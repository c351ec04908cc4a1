// crates/api/src/migration.rs
//! Client for the migration control surface: start, pause, resume,
//! cancel. The backend performs the work asynchronously; progress
//! arrives through the status surface and the realtime stream.

use mailshift_types::MigrationCategory;
use serde::{Deserialize, Serialize};
use tracing::debug;

use crate::error::{ensure_success, Ack, ApiError};

#[derive(Debug, Serialize)]
#[serde(rename_all = "camelCase")]
struct StartRequest<'a> {
    migration_type: MigrationCategory,
    outlook_access_token: &'a str,
    gmail_access_token: &'a str,
}

#[derive(Debug, Clone, Deserialize)]
#[serde(rename_all = "camelCase")]
pub struct StartResponse {
    #[serde(default)]
    pub job_id: Option<String>,
    #[serde(default)]
    pub status: Option<String>,
    #[serde(default)]
    pub message: Option<String>,
}

#[derive(Debug, Clone)]
pub struct MigrationClient {
    http: reqwest::Client,
    base: String,
}

impl MigrationClient {
    pub fn new(http: reqwest::Client, base: impl AsRef<str>) -> Self {
        Self {
            http,
            base: base.as_ref().trim_end_matches('/').to_string(),
        }
    }

    /// Kick off a migration. Requires both provider access credentials;
    /// the caller guards on their presence before getting here.
    pub async fn start(
        &self,
        token: &str,
        category: MigrationCategory,
        outlook_access_token: &str,
        gmail_access_token: &str,
    ) -> Result<StartResponse, ApiError> {
        debug!(%category, "starting migration");
        let response = self
            .http
            .post(format!("{}/api/migration/start", self.base))
            .bearer_auth(token)
            .json(&StartRequest {
                migration_type: category,
                outlook_access_token,
                gmail_access_token,
            })
            .send()
            .await
            .map_err(ApiError::from_reqwest)?;
        ensure_success(response)
            .await?
            .json()
            .await
            .map_err(ApiError::from_reqwest)
    }

    pub async fn pause(&self, token: &str, job_id: &str) -> Result<Ack, ApiError> {
        self.control("pause", token, job_id).await
    }

    pub async fn resume(&self, token: &str, job_id: &str) -> Result<Ack, ApiError> {
        self.control("resume", token, job_id).await
    }

    pub async fn cancel(&self, token: &str, job_id: &str) -> Result<Ack, ApiError> {
        self.control("cancel", token, job_id).await
    }

    async fn control(&self, op: &str, token: &str, job_id: &str) -> Result<Ack, ApiError> {
        debug!(%op, %job_id, "migration control call");
        let response = self
            .http
            .post(format!("{}/api/migration/{op}/{job_id}", self.base))
            .bearer_auth(token)
            .send()
            .await
            .map_err(ApiError::from_reqwest)?;
        ensure_success(response)
            .await?
            .json()
            .await
            .map_err(ApiError::from_reqwest)
    }
}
+===+
What you return should consist solely of the lines from the one containing "pub async fn resume(&self, token: &str, job_id: &str)" through the end of the entries above, reproduced exactly.

- **Solution for this exercise**
    pub async fn resume(&self, token: &str, job_id: &str) -> Result<Ack, ApiError> {
        self.control("resume", token, job_id).await
    }

    pub async fn cancel(&self, token: &str, job_id: &str) -> Result<Ack, ApiError> {
        self.control("cancel", token, job_id).await
    }

    async fn control(&self, op: &str, token: &str, job_id: &str) -> Result<Ack, ApiError> {
        debug!(%op, %job_id, "migration control call");
        let response = self
            .http
            .post(format!("{}/api/migration/{op}/{job_id}", self.base))
            .bearer_auth(token)
            .send()
            .await
            .map_err(ApiError::from_reqwest)?;
        ensure_success(response)
            .await?
            .json()
            .await
            .map_err(ApiError::from_reqwest)
    }
}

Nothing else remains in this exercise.